Location: Egg Safety & Quality Research
Project Number: 6040-32420-001-00-D
Project Type: In-House Appropriated
Start Date: Feb 1, 2011
End Date: Jan 31, 2016
1. Evaluate the role of various production and management systems and storage and processing practices on egg safety (and quality). This project focuses on critical points that may influcence USDA shell egg grade standards and federally mandated conditions. 2. Evaluate the role of various production and management systems on the detection, transmission, and persistence of Salmonella spp. in eggs and the surrounding production environment (e.g. flocks and house contamination). 3. Evaluate the role of various production and management systems on the effectiveness of shell egg processing guidelines utilized in the U.S.

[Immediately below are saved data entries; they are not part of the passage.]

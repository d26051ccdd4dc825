//! Event Log - in-memory append-only sequence
//!
//! Every log instance draws a fresh epoch when it is created. Indices are
//! only meaningful together with that epoch: a restarted producer gets a new
//! log, a new epoch, and indices that start over at 0.

use parking_lot::Mutex;

use crate::types::Event;

struct LogInner {
    events: Vec<Event>,
    total_created: u64,
}

/// Append-only, index-addressable event log
pub struct EventLog {
    epoch: String,
    inner: Mutex<LogInner>,
}

impl EventLog {
    /// Create an empty log with a newly generated epoch
    pub fn new() -> Self {
        Self::with_epoch(uuid::Uuid::new_v4().to_string())
    }

    /// Create an empty log with a known epoch
    pub fn with_epoch(epoch: impl Into<String>) -> Self {
        Self {
            epoch: epoch.into(),
            inner: Mutex::new(LogInner {
                events: Vec::new(),
                total_created: 0,
            }),
        }
    }

    /// Epoch of this log instance
    pub fn epoch(&self) -> &str {
        &self.epoch
    }

    /// Append an event, returning it together with its assigned index
    ///
    /// The index is the length of the log before the append.
    pub fn append(&self, event: Event) -> (Event, i64) {
        let mut inner = self.inner.lock();
        let index = inner.events.len() as i64;
        inner.events.push(event.clone());
        inner.total_created += 1;
        (event, index)
    }

    /// Events after `after_index`, at most `limit` of them, in index order
    ///
    /// Returns an empty vector when nothing lies beyond `after_index`.
    pub fn query(&self, after_index: i64, limit: usize) -> Vec<Event> {
        let inner = self.inner.lock();
        Self::slice_after(&inner.events, after_index, limit)
    }

    /// Range read plus the current length, taken under one lock acquisition
    pub(crate) fn query_with_len(&self, after_index: i64, limit: usize) -> (Vec<Event>, usize) {
        let inner = self.inner.lock();
        (
            Self::slice_after(&inner.events, after_index, limit),
            inner.events.len(),
        )
    }

    fn slice_after(events: &[Event], after_index: i64, limit: usize) -> Vec<Event> {
        let start = usize::try_from(after_index.saturating_add(1).max(0)).unwrap_or(usize::MAX);
        if start >= events.len() {
            return Vec::new();
        }
        let end = start.saturating_add(limit).min(events.len());
        events[start..end].to_vec()
    }

    /// Number of events currently held
    pub fn len(&self) -> usize {
        self.inner.lock().events.len()
    }

    /// Whether the log holds no events
    pub fn is_empty(&self) -> bool {
        self.len() == 0
    }

    /// Events created since this log was created
    pub fn total_created(&self) -> u64 {
        self.inner.lock().total_created
    }
}

impl Default for EventLog {
    fn default() -> Self {
        Self::new()
    }
}
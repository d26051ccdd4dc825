//! Poller - the consumer's fetch / reconcile / apply / persist cycle
//!
//! ```text
//! IDLE ──► POLLING ──┬──► APPLYING ────┬──► PERSISTING ──► IDLE
//!                    └──► EPOCH_RESET ─┘
//! ```
//!
//! One cycle runs at a time. The cycle gate is held from the fetch until the
//! cursor is written, while the cursor and aggregate sit behind a separate
//! short-lived lock so metrics can be read mid-cycle.

use std::time::Duration;

use chrono::{DateTime, Utc};
use parking_lot::Mutex;
use tokio::sync::watch;
use tracing::{debug, error, info, warn};

use super::aggregator::AggregateState;
use super::cursor::{CursorState, CursorStore, START_CURSOR};
use super::source::EventSource;
use crate::error::RelayResult;
use crate::types::PollResult;

/// What a single cycle did
#[derive(Debug, Clone, PartialEq, Eq)]
pub enum CycleOutcome {
    /// Nothing new; no state changed
    Idle,
    /// A batch was aggregated and the cursor advanced
    Applied { events: usize, cursor: i64 },
    /// The producer's epoch changed; state was wiped and the batch dropped
    EpochReset { previous: String, current: String },
}

/// Consistent copy of the consumer's state
#[derive(Debug, Clone, Default, PartialEq, Eq)]
pub struct ConsumerSnapshot {
    pub cursor: CursorState,
    pub aggregate: AggregateState,
    /// Message of the most recent failed fetch, cleared by the next success
    pub last_error: Option<String>,
}

/// Periodic, non-overlapping consumer of an [`EventSource`]
pub struct Poller<S> {
    source: S,
    store: CursorStore,
    batch_limit: usize,
    cycle: tokio::sync::Mutex<()>,
    state: Mutex<ConsumerSnapshot>,
}

impl<S: EventSource> Poller<S> {
    /// Create a poller, resuming from whatever `store` holds
    pub fn new(source: S, store: CursorStore, batch_limit: usize) -> Self {
        let cursor = store.load();
        info!(
            cursor = cursor.last_index,
            epoch = ?cursor.epoch,
            path = %store.path().display(),
            "Loaded cursor"
        );

        Self {
            source,
            store,
            batch_limit,
            cycle: tokio::sync::Mutex::new(()),
            state: Mutex::new(ConsumerSnapshot {
                cursor,
                ..Default::default()
            }),
        }
    }

    /// Copy of the current state
    pub fn snapshot(&self) -> ConsumerSnapshot {
        self.state.lock().clone()
    }

    /// Current cursor
    pub fn cursor(&self) -> CursorState {
        self.state.lock().cursor.clone()
    }

    /// Count for one queue
    pub fn queue_count(&self, queue_id: &str) -> i64 {
        self.state.lock().aggregate.queue_count(queue_id)
    }

    /// Run one full cycle
    ///
    /// A failed fetch leaves cursor, epoch and aggregates untouched and is
    /// returned as the error; the next cycle retries from the same cursor.
    pub async fn poll_once(&self) -> RelayResult<CycleOutcome> {
        let _cycle = self.cycle.lock().await;

        let after_index = self.state.lock().cursor.last_index;
        match self.source.poll(after_index, self.batch_limit).await {
            Ok(result) => Ok(self.reconcile(result, Utc::now())),
            Err(e) => {
                self.state.lock().last_error = Some(e.to_string());
                Err(e)
            }
        }
    }

    fn reconcile(&self, result: PollResult, now: DateTime<Utc>) -> CycleOutcome {
        let mut state = self.state.lock();
        state.last_error = None;

        let epoch_changed = state
            .cursor
            .epoch
            .as_deref()
            .is_some_and(|stored| stored != result.epoch);

        if epoch_changed {
            let previous = state.cursor.epoch.take().unwrap_or_default();
            state.aggregate.clear();
            state.cursor = CursorState::new(START_CURSOR, Some(result.epoch.clone()));
            let cursor = state.cursor.clone();
            drop(state);

            self.persist(&cursor);
            warn!(
                previous_epoch = %previous,
                epoch = %result.epoch,
                discarded = result.events.len(),
                "Producer epoch changed, reset cursor and metrics"
            );
            return CycleOutcome::EpochReset {
                previous,
                current: result.epoch,
            };
        }

        if result.events.is_empty() {
            debug!(cursor = state.cursor.last_index, "No new events from producer");
            return CycleOutcome::Idle;
        }

        state.aggregate.apply_all(&result.events, now);
        state.cursor = CursorState::new(result.next_cursor, Some(result.epoch));
        let cursor = state.cursor.clone();
        let total_consumed = state.aggregate.total_consumed;
        let last_lag_ms = state.aggregate.last_lag_millis;
        drop(state);

        self.persist(&cursor);
        info!(
            events = result.events.len(),
            cursor = cursor.last_index,
            total_consumed,
            last_lag_ms,
            has_more = result.has_more,
            "Polled events"
        );

        CycleOutcome::Applied {
            events: result.events.len(),
            cursor: cursor.last_index,
        }
    }

    fn persist(&self, cursor: &CursorState) {
        // The in-memory cursor stays advanced even if this fails
        if let Err(e) = self.store.save(cursor) {
            error!(
                path = %self.store.path().display(),
                cursor = cursor.last_index,
                error = %e,
                "Failed to write cursor file"
            );
        }
    }

    /// Poll on a fixed delay until `shutdown` flips to true or its sender
    /// is dropped
    ///
    /// The delay counts from the end of the previous cycle. Shutdown is only
    /// observed between cycles.
    pub async fn run(
        &self,
        initial_delay: Duration,
        interval: Duration,
        mut shutdown: watch::Receiver<bool>,
    ) {
        let mut delay = initial_delay;

        loop {
            if *shutdown.borrow() {
                break;
            }

            tokio::select! {
                _ = tokio::time::sleep(delay) => {}
                changed = shutdown.changed() => {
                    if changed.is_err() {
                        break;
                    }
                    continue;
                }
            }

            debug!("Starting scheduled poll");
            if let Err(e) = self.poll_once().await {
                error!(error = %e, "Failed to poll events from producer");
            }
            delay = interval;
        }

        info!("Poll loop stopped");
    }
}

Egg safety and quality issues often initiate in production and storage before entering the processing facility. There is a need for a farm-to-fork approach to product safety and quality, especially in light of new federal regulations and increased interest in alternative housing systems to replace housing hens in cages. Research will serve today’s fully integrated and streamlined egg industry most effectively if it covers the full scope of egg production to processing. Additionally, strategies to assist small flock egg producers enhance product safety and quality will also be developed. These goals will be accomplished by assessing the role of production systems on naturally occurring flora and pathogens in and on shell eggs, evaluating the effects of federally mandated storage conditions on the microbial and physical quality of eggs from various production systems, and developing processing and storage options for small flock egg producers to ensure egg safety and quality. The poultry house environment plays a highly significant role in Salmonella infections of laying flocks. This research will determine how different production systems for housing laying hens affect the transmission and persistence of experimentally introduced Salmonella infection or house contamination and the associated frequency and nature of egg contamination. It will also determine how different production systems affect the detection of Salmonella in laying flocks and their housing environment, and evaluate the performance of testing methodologies for detecting S. Enteritidis and other Salmonella spp. in flocks and eggs from different production systems to develop rapid, sensitive, and cost-effective testing strategies.